The Benefits of Boredom: Is Your Smartphone Killing Your Creativity?


In a March 29th, 2013 post to readwrite mobile (that I first read on my smartphone), Brian S. Hall argues that boredom is a necessary precursor to creativity - and that therefore smartphones (because they eliminate boredom?) might be a threat to creativity.

Here's an excerpt: "At work, employees are often encouraged to 'think outside the box.' The assumption is that such thinking will lead to creativity, innovation, and newer, better solutions to existing or expected problems. Spending so much time with our heads focused inside the box - staring at our smartphone - may mean, however, that we are ultimately limiting our creativity. There is no time freed up to see the larger picture, to make connections where they previously never existed, to allow our brains rest, to see and hear and accept alternatives."
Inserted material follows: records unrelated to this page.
//! End-to-end tests for the SoundPulse HTTP surface.

use std::time::Duration;

use axum::http::StatusCode;
use serde_json::json;
use soundpulse_core::{ProviderError, ProviderOperation};
use soundpulse_test_utils::{fixtures, MockCatalogProvider};

#[path = "support/app.rs"]
mod test_app_support;
use test_app_support::{get, post, test_app, test_app_without_provider};

// ============================================================================
// CACHING
// ============================================================================

#[tokio::test]
async fn search_twice_returns_identical_bytes_with_one_provider_call() {
    let app = test_app(MockCatalogProvider::new().with_response(
        ProviderOperation::Search,
        "test",
        fixtures::search_results(3),
    ));

    let first = get(&app.router, "/api/search?q=test&filter=songs&limit=3").await;
    let second = get(&app.router, "/api/search?q=test&filter=songs&limit=3").await;

    assert_eq!(first.status, StatusCode::OK);
    assert_eq!(first.body, second.body);
    assert_eq!(first.cache_status(), Some("MISS"));
    assert_eq!(second.cache_status(), Some("HIT"));
    assert_eq!(app.provider.call_count(ProviderOperation::Search), 1);

    let body = first.json();
    assert_eq!(body["query"], "test");
    assert_eq!(body["filter"], "songs");
    assert_eq!(body["count"], 3);

    let call = &app.provider.calls_for(ProviderOperation::Search)[0];
    assert_eq!(call.arg("limit"), Some("3"));
}

#[tokio::test]
async fn differing_limit_never_shares_an_entry() {
    let app = test_app(
        MockCatalogProvider::new()
            .with_default(ProviderOperation::Search, Ok(fixtures::search_results(2))),
    );

    get(&app.router, "/api/search?q=test&limit=3").await;
    let other = get(&app.router, "/api/search?q=test&limit=4").await;

    assert_eq!(other.cache_status(), Some("MISS"));
    assert_eq!(app.provider.call_count(ProviderOperation::Search), 2);
    assert_eq!(app.cache.len(), 2);
}

#[tokio::test]
async fn entry_expires_after_route_ttl() {
    let app = test_app(MockCatalogProvider::new().with_response(
        ProviderOperation::Song,
        "abc",
        fixtures::song("abc"),
    ));

    get(&app.router, "/api/song/abc").await;
    app.clock.advance(Duration::from_secs(599));
    let cached = get(&app.router, "/api/song/abc").await;
    assert_eq!(cached.cache_status(), Some("HIT"));
    assert_eq!(app.provider.call_count(ProviderOperation::Song), 1);

    app.clock.advance(Duration::from_secs(1));
    let refreshed = get(&app.router, "/api/song/abc").await;
    assert_eq!(refreshed.cache_status(), Some("MISS"));
    assert_eq!(app.provider.call_count(ProviderOperation::Song), 2);
}

#[tokio::test]
async fn clear_cache_forces_refetch() {
    let app = test_app(MockCatalogProvider::new().with_response(
        ProviderOperation::Album,
        fixtures::BROWSE_ID,
        json!({ "title": "Album" }),
    ));
    let uri = format!("/api/album/{}", fixtures::BROWSE_ID);

    get(&app.router, &uri).await;
    let cleared = post(&app.router, "/api/clear-cache").await;
    assert_eq!(cleared.status, StatusCode::OK);
    assert_eq!(
        cleared.json(),
        json!({ "status": "success", "message": "cache cleared", "removed": 1 })
    );

    get(&app.router, &uri).await;
    assert_eq!(app.provider.call_count(ProviderOperation::Album), 2);
}

// ============================================================================
// VALIDATION
// ============================================================================

#[tokio::test]
async fn missing_query_is_rejected_without_provider_call() {
    let app = test_app(MockCatalogProvider::new());

    for uri in ["/api/search", "/api/search?q=", "/api/search/suggestions"] {
        let response = get(&app.router, uri).await;
        assert_eq!(response.status, StatusCode::BAD_REQUEST, "{uri}");
        let body = response.json();
        assert_eq!(body["error"], "MISSING_PARAMETER");
        assert!(body["message"].as_str().unwrap().contains("\"q\""));
        assert!(body["timestamp"].is_string());
    }
    assert_eq!(app.provider.total_calls(), 0);
}

#[tokio::test]
async fn non_numeric_limit_is_invalid_input() {
    let app = test_app(MockCatalogProvider::new());

    let response = get(&app.router, "/api/playlist/PL123?limit=lots").await;
    assert_eq!(response.status, StatusCode::BAD_REQUEST);
    assert_eq!(response.json()["error"], "INVALID_INPUT");
    assert_eq!(response.json()["details"]["parameter"], "limit");
    assert_eq!(app.provider.total_calls(), 0);
}

// ============================================================================
// FAILURE TRANSLATION
// ============================================================================

#[tokio::test]
async fn provider_failures_map_to_status_codes() {
    let app = test_app(
        MockCatalogProvider::new()
            .with_failure(ProviderOperation::Song, "slow", ProviderError::upstream("Read TIMEOUT"))
            .with_failure(ProviderOperation::Song, "gone", ProviderError::upstream("Video not found"))
            .with_failure(ProviderOperation::Song, "down", ProviderError::unavailable("bridge down"))
            .with_failure(ProviderOperation::Song, "odd", ProviderError::upstream("bad shape")),
    );

    let cases = [
        ("slow", StatusCode::GATEWAY_TIMEOUT, "TIMEOUT", "timeout fetching data"),
        ("gone", StatusCode::NOT_FOUND, "NOT_FOUND", "content not found"),
        ("down", StatusCode::SERVICE_UNAVAILABLE, "SERVICE_UNAVAILABLE", "bridge down"),
        ("odd", StatusCode::INTERNAL_SERVER_ERROR, "INTERNAL_ERROR", "bad shape"),
    ];
    for (id, status, code, message) in cases {
        let response = get(&app.router, &format!("/api/song/{id}")).await;
        assert_eq!(response.status, status, "{id}");
        assert_eq!(response.json()["error"], code, "{id}");
        assert_eq!(response.json()["message"], message, "{id}");
    }
    assert!(app.cache.is_empty());
}

#[tokio::test]
async fn charts_failure_is_soft() {
    let app = test_app(MockCatalogProvider::new().with_failure(
        ProviderOperation::Charts,
        "BR",
        ProviderError::upstream("boom"),
    ));

    let response = get(&app.router, "/api/charts?country=BR").await;
    assert_eq!(response.status, StatusCode::OK);
    assert_eq!(response.cache_status(), Some("FALLBACK"));
    assert_eq!(
        response.json(),
        json!({
            "country": "BR",
            "videos": [],
            "trending": [],
            "message": "charts not available for BR",
        })
    );
    assert!(app.cache.is_empty());
}

#[tokio::test]
async fn artist_albums_failure_is_soft() {
    let app = test_app(MockCatalogProvider::new().with_failure(
        ProviderOperation::ArtistAlbums,
        fixtures::CHANNEL_ID,
        ProviderError::timeout("timed out"),
    ));

    let response = get(&app.router, &format!("/api/artist/{}/albums", fixtures::CHANNEL_ID)).await;
    assert_eq!(response.status, StatusCode::OK);
    assert_eq!(
        response.json(),
        json!({ "browseId": fixtures::CHANNEL_ID, "results": [], "params": null })
    );
}

#[tokio::test]
async fn missing_provider_is_unavailable() {
    let router = test_app_without_provider();

    for uri in ["/api/song/abc", "/api/charts", "/api/search?q=test"] {
        let response = get(&router, uri).await;
        assert_eq!(response.status, StatusCode::SERVICE_UNAVAILABLE, "{uri}");
        assert_eq!(response.json()["error"], "SERVICE_UNAVAILABLE");
        assert_eq!(response.json()["message"], "provider not initialized");
    }

    let index = get(&router, "/").await;
    assert_eq!(index.status, StatusCode::OK);
    assert_eq!(index.json()["status"], "degraded");
    assert_eq!(index.json()["provider"], "error");

    let health = get(&router, "/health").await;
    assert_eq!(health.json(), json!({ "status": "healthy" }));
}

// ============================================================================
// ROUTE SHAPES
// ============================================================================

#[tokio::test]
async fn related_drops_seed_track() {
    let app = test_app(MockCatalogProvider::new().with_response(
        ProviderOperation::WatchPlaylist,
        "seed",
        fixtures::watch_playlist("seed", 5),
    ));

    let response = get(&app.router, "/api/song/seed/related").await;
    let body = response.json();
    assert_eq!(body["count"], 4);
    assert!(body["related"]
        .as_array()
        .unwrap()
        .iter()
        .all(|track| track["videoId"] != "seed"));
}

#[tokio::test]
async fn suggestions_are_wrapped() {
    let app = test_app(MockCatalogProvider::new().with_response(
        ProviderOperation::SearchSuggestions,
        "queen",
        fixtures::suggestions("queen"),
    ));

    let body = get(&app.router, "/api/search/suggestions?q=queen").await.json();
    assert_eq!(body["query"], "queen");
    assert_eq!(body["suggestions"][0], "queen live");
}

#[tokio::test]
async fn index_lists_endpoints() {
    let app = test_app(MockCatalogProvider::new());
    let body = get(&app.router, "/").await.json();
    assert_eq!(body["service"], "SoundPulse Web API");
    assert_eq!(body["status"], "online");
    assert_eq!(body["provider"], "initialized");
    assert_eq!(body["endpoints"]["health"], "/health");
}

#[tokio::test]
async fn unknown_path_is_json_not_found() {
    let app = test_app(MockCatalogProvider::new());
    let response = get(&app.router, "/api/nope").await;
    assert_eq!(response.status, StatusCode::NOT_FOUND);
    let body = response.json();
    assert_eq!(body["error"], "NOT_FOUND");
    assert_eq!(body["message"], "endpoint not found");
    assert_eq!(body["details"]["path"], "/api/nope");
}

#[tokio::test]
async fn metrics_endpoint_exposes_prometheus_text() {
    let app = test_app(MockCatalogProvider::new().with_response(
        ProviderOperation::Lyrics,
        "MPLYt_x",
        json!({ "lyrics": "la la" }),
    ));
    get(&app.router, "/api/lyrics/MPLYt_x").await;

    let response = get(&app.router, "/metrics").await;
    assert_eq!(response.status, StatusCode::OK);
    let text = String::from_utf8(response.body).unwrap();
    assert!(text.contains("soundpulse_http_requests_total"));
}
Although there might be some (small) truth to what Mr. Hall and the experts he cites say (e.g., time without stimulation or distraction can be a precursor to creativity) - I find fault with his (unjustifiable?) leap to the conclusion that access to 24/7 internet and games will somehow result in a net loss to the world's reserves of creativity.

On the contrary... I think the hundreds of millions of new mobile device users, many of whom will admittedly just kill time on their mobile devices, will inevitably include hundreds of thousands of new creative thinkers who will have access to all the world's prior great ideas on their always-connected small portable devices.

Sure there will be a lot of time wasted on iPhones, but creativity requires more than free boring time - it requires a foundation to build upon.

Isaac Newton spoke of "standing on the shoulders of giants."  What he meant is that access to prior insights and ideas was a necessary precondition for his creativity.

Mr. Hall is just wrong if he thinks the remix and clash of existing ideas that is what typifies the best of today's online culture (and obsesses the world's next generation of curious minds - a chorus of creativity that will soon be joined by hundred of millions of newly connected Chinese and Indians) isn't creative.